*** Source information Section Begins ***
//! The coordinator: the single thread that owns the ledger and the policy.
//!
//! Four bounded queues feed it: channel-state deltas, channel acks, inbound
//! frames and application requests. Each cycle applies pending deltas, then
//! takes at most one item from each of the other queues in that order. When
//! every queue is empty it waits on the shared monitor, bounded so the
//! garbage-collection schedule still fires.

use std::{
  sync::{
    Arc, Mutex, MutexGuard, PoisonError,
    atomic::{AtomicBool, Ordering},
  },
  thread::{self, JoinHandle},
  time::{Duration, Instant},
};

use ammo_codec::{
  Codec, frame,
  wire::{
    AuthStatus, AuthenticationResult, Body, DataMessage, Envelope, PullRequest, PullResponse,
    PushAcknowledgement, PushStatus, SubscribeMessage, TerseMessage, Thresholds,
  },
};
use ammo_core::{
  channel::{ChannelChange, ChannelState},
  dispersal::Dispersal,
  disposal::{DisposalState, DisposalTotalState},
  notice::{NoticeEvent, Notifier, Threshold},
  policy::{Category, Encoding, Policy},
  request::{Detail, Request, RequestType},
};
use ammo_store_sqlite::DistributorStore;
use bytes::Bytes;
use chrono::Utc;
use uuid::Uuid;

use crate::{
  Error, Result,
  channel::{AckHandler, Channels},
  config::DistributorConfig,
  pool::{DeserializerPool, Task, TupleWriter},
  presence::{PresenceRegistry, PresenceSnapshot},
  queue::{BoundedQueue, Monitor},
  request::AppRequest,
  stats::{DistributorStats, StatsSnapshot},
  tuple_store::TupleStore,
};

const REQUEST_TYPES: [RequestType; 3] =
  [RequestType::Postal, RequestType::Retrieval, RequestType::Subscribe];

// ─── Events ──────────────────────────────────────────────────────────────────

/// A channel's report on an earlier send.
#[derive(Debug, Clone, PartialEq, Eq)]
pub struct ChannelAck {
  pub request_type: RequestType,
  pub id:           i64,
  pub channel:      String,
  pub state:        DisposalState,
}

#[derive(Debug, Clone, PartialEq, Eq)]
pub struct ChannelDelta {
  pub channel: String,
  pub change:  ChannelChange,
}

/// A frame received on a channel.
#[derive(Debug, Clone, PartialEq, Eq)]
pub struct Inbound {
  pub channel: String,
  pub frame:   Bytes,
}

struct Inbox {
  monitor:   Arc<Monitor>,
  deltas:    BoundedQueue<ChannelDelta>,
  acks:      BoundedQueue<ChannelAck>,
  responses: BoundedQueue<Inbound>,
  requests:  BoundedQueue<AppRequest>,
  shutdown:  AtomicBool,
}
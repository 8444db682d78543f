use super::*;

/// Outline level holding the diagnostic chapter names.
const SECTION_LEVEL: usize = 2;
const OBSERVATION_LEVEL: usize = 3;
/// Outline level holding one diagnostic code label per entry.
const CODE_LEVEL: usize = 4;

/// One diagnostic code located in the outline, with its outline context.
#[derive(Debug, Clone, PartialEq, Eq, Serialize)]
pub struct DtcSection {
    pub section: String,
    pub observation: String,
    pub boundary: SectionBoundary,
}

/// Diagnostic code sections of a flattened outline.
///
/// A code ends on the page of the row that follows it in the full outline,
/// before filtering. This assumes sibling sections never interleave; an outline
/// listing subsections out of page order yields a wrong end page, which is not
/// corrected here. The last row of the outline runs to `last_page`.
pub fn dtc_sections(rows: &[TitleRow], section_names: &[String], last_page: usize) -> Vec<DtcSection> {
    let mut seen_codes = HashSet::<&str>::new();
    let mut located = Vec::<(&TitleRow, usize, usize)>::new();

    for (index, row) in rows.iter().enumerate() {
        let section = row.heading(SECTION_LEVEL);
        let code = row.heading(CODE_LEVEL);
        if code.is_empty() || !section_names.iter().any(|name| name == section) {
            continue;
        }

        let Some(start_page) = row.page_num else {
            debug!(code = %code, "diagnostic code entry has no page target");
            continue;
        };
        if !seen_codes.insert(code) {
            continue;
        }

        let end_page = match rows.get(index + 1) {
            Some(next) => next.page_num.unwrap_or(start_page),
            None => last_page,
        };
        located.push((row, start_page, end_page));
    }

    let mut sections = Vec::with_capacity(located.len());
    for (position, (row, start_page, end_page)) in located.iter().enumerate() {
        let next_label = located
            .get(position + 1)
            .map(|(next, _, _)| next.heading(CODE_LEVEL).trim().to_string());

        sections.push(DtcSection {
            section: row.heading(SECTION_LEVEL).to_string(),
            observation: row.heading(OBSERVATION_LEVEL).to_string(),
            boundary: SectionBoundary {
                start_page: *start_page,
                end_page: *end_page,
                target_label: row.heading(CODE_LEVEL).trim().to_string(),
                next_label,
            },
        });
    }

    sections
}
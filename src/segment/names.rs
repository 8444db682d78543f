use std::ops::Range;

use anyhow::Result;
use tracing::debug;

use super::{BULLET, DtcSegmenter};
use crate::pdf::{PageSource, StyledSpan};

impl DtcSegmenter {
    /// Pass A: bold bulleted labels between the target and next code tokens.
    pub(super) fn solution_names<S: PageSource + ?Sized>(
        &self,
        source: &S,
        pages: Range<usize>,
        target_label: &str,
        next_label: Option<&str>,
    ) -> Result<Vec<String>> {
        let Some(target_token) = self.code_token(target_label) else {
            debug!(label = %target_label, "target label carries no code token");
            return Ok(Vec::new());
        };
        let next_token = match next_label {
            Some(label) => match self.code_token(label) {
                Some(token) => Some(token),
                None => {
                    debug!(label = %label, "next label carries no code token");
                    return Ok(Vec::new());
                }
            },
            None => None,
        };

        let mut page_markup = Vec::with_capacity(pages.len());
        for page_index in pages {
            page_markup.push(source.styled_markup(page_index)?);
        }
        let markup = page_markup.join("\n");

        let Some(region) = region_between_tokens(&markup, target_token, next_token) else {
            debug!(
                target_token = %target_token,
                next_token = %next_token.unwrap_or_default(),
                "no styled region between code tokens"
            );
            return Ok(Vec::new());
        };

        Ok(collect_solution_names(&self.scanner.styled_spans(region)))
    }
}

/// Markup after the first target token and before the first next token.
pub(super) fn region_between_tokens<'m>(
    markup: &'m str,
    target_token: &str,
    next_token: Option<&str>,
) -> Option<&'m str> {
    let start = markup.find(target_token)? + target_token.len();
    let Some(next_token) = next_token else {
        return Some(&markup[start..]);
    };

    let end = markup.find(next_token)?;
    if end > start {
        Some(&markup[start..end])
    } else {
        None
    }
}

#[derive(Debug)]
enum Streak {
    Idle,
    InStreak(String),
}

/// Names opened by a bold bullet, accumulated over the following bold spans and
/// closed by the first plain span. An unclosed streak is dropped.
///
/// Whitespace-only runs never reach this point, so they cannot close a streak.
pub(super) fn collect_solution_names(spans: &[StyledSpan]) -> Vec<String> {
    let mut names = Vec::new();
    let mut state = Streak::Idle;

    for span in spans {
        state = match state {
            _ if span.bold && span.text.trim() == BULLET => Streak::InStreak(String::new()),
            Streak::InStreak(mut buffer) if span.bold => {
                buffer.push_str(&span.text);
                buffer.push(' ');
                Streak::InStreak(buffer)
            }
            Streak::InStreak(buffer) => {
                names.push(close_streak(&buffer));
                Streak::Idle
            }
            Streak::Idle => Streak::Idle,
        };
    }

    if let Streak::InStreak(buffer) = state {
        debug!(dropped = %buffer.trim(), "solution name streak never closed");
    }

    names
}

/// The first character of a streak is its ordinal numeral.
fn close_streak(buffer: &str) -> String {
    let mut chars = buffer.chars();
    chars.next();
    chars.as_str().trim().to_string()
}
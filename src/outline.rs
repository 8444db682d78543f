use serde::Serialize;

/// A node of a manual's navigation outline.
///
/// Leaves are plain bookmarks; groups own a nested list of entries and may be
/// untitled when the document only uses them to nest their children.
#[derive(Debug, Clone, PartialEq, Eq)]
pub enum OutlineEntry {
    Leaf {
        title: String,
        page: Option<usize>,
    },
    Group {
        title: Option<String>,
        page: Option<usize>,
        children: Vec<OutlineEntry>,
    },
}

impl OutlineEntry {
    fn title(&self) -> &str {
        match self {
            Self::Leaf { title, .. } => title.trim(),
            Self::Group { title, .. } => title.as_deref().map(str::trim).unwrap_or(""),
        }
    }

    fn page(&self) -> Option<usize> {
        match self {
            Self::Leaf { page, .. } | Self::Group { page, .. } => *page,
        }
    }

    fn children(&self) -> &[OutlineEntry] {
        match self {
            Self::Leaf { .. } => &[],
            Self::Group { children, .. } => children,
        }
    }
}

/// One titled outline entry with its full heading chain.
///
/// `headings[0]` is H1; every row of a table has the same width, with empty
/// strings for levels below the entry's own depth.
#[derive(Debug, Clone, PartialEq, Eq, Serialize)]
pub struct TitleRow {
    pub headings: Vec<String>,
    pub page_num: Option<usize>,
}

impl TitleRow {
    /// Heading at a one-based level (`heading(2)` is H2); empty when absent.
    pub fn heading(&self, level: usize) -> &str {
        level
            .checked_sub(1)
            .and_then(|index| self.headings.get(index))
            .map(String::as_str)
            .unwrap_or("")
    }

    /// Depth of the row's own title, one-based.
    pub fn depth(&self) -> usize {
        self.headings
            .iter()
            .rposition(|heading| !heading.is_empty())
            .map(|index| index + 1)
            .unwrap_or(0)
    }

    pub fn title(&self) -> &str {
        self.heading(self.depth())
    }
}

pub fn max_header_level(entries: &[OutlineEntry]) -> usize {
    entries
        .iter()
        .map(|entry| 1 + max_header_level(entry.children()))
        .max()
        .unwrap_or(0)
}

/// Flatten an outline into rectangular title rows, depth-first pre-order.
///
/// Untitled entries produce no row but still occupy their level in their
/// descendants' chains.
pub fn flatten_outline(entries: &[OutlineEntry]) -> Vec<TitleRow> {
    let width = max_header_level(entries);
    let mut rows = Vec::new();
    let mut chain = Vec::<String>::with_capacity(width);
    collect_rows(entries, width, &mut chain, &mut rows);
    rows
}

fn collect_rows(
    entries: &[OutlineEntry],
    width: usize,
    chain: &mut Vec<String>,
    rows: &mut Vec<TitleRow>,
) {
    for entry in entries {
        let title = entry.title();
        if !title.is_empty() {
            let mut headings = chain.clone();
            headings.push(title.to_string());
            headings.resize(width, String::new());
            rows.push(TitleRow {
                headings,
                page_num: entry.page(),
            });
        }

        let children = entry.children();
        if !children.is_empty() {
            chain.push(title.to_string());
            collect_rows(children, width, chain, rows);
            chain.pop();
        }
    }
}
*** Source information Section Ends ***
### Your instructions
Scan the lines above for the word "every". Return each one that has it.

### Answer to the exercise
//! every queue is empty it waits on the shared monitor, bounded so the
/// `headings[0]` is H1; every row of a table has the same width, with empty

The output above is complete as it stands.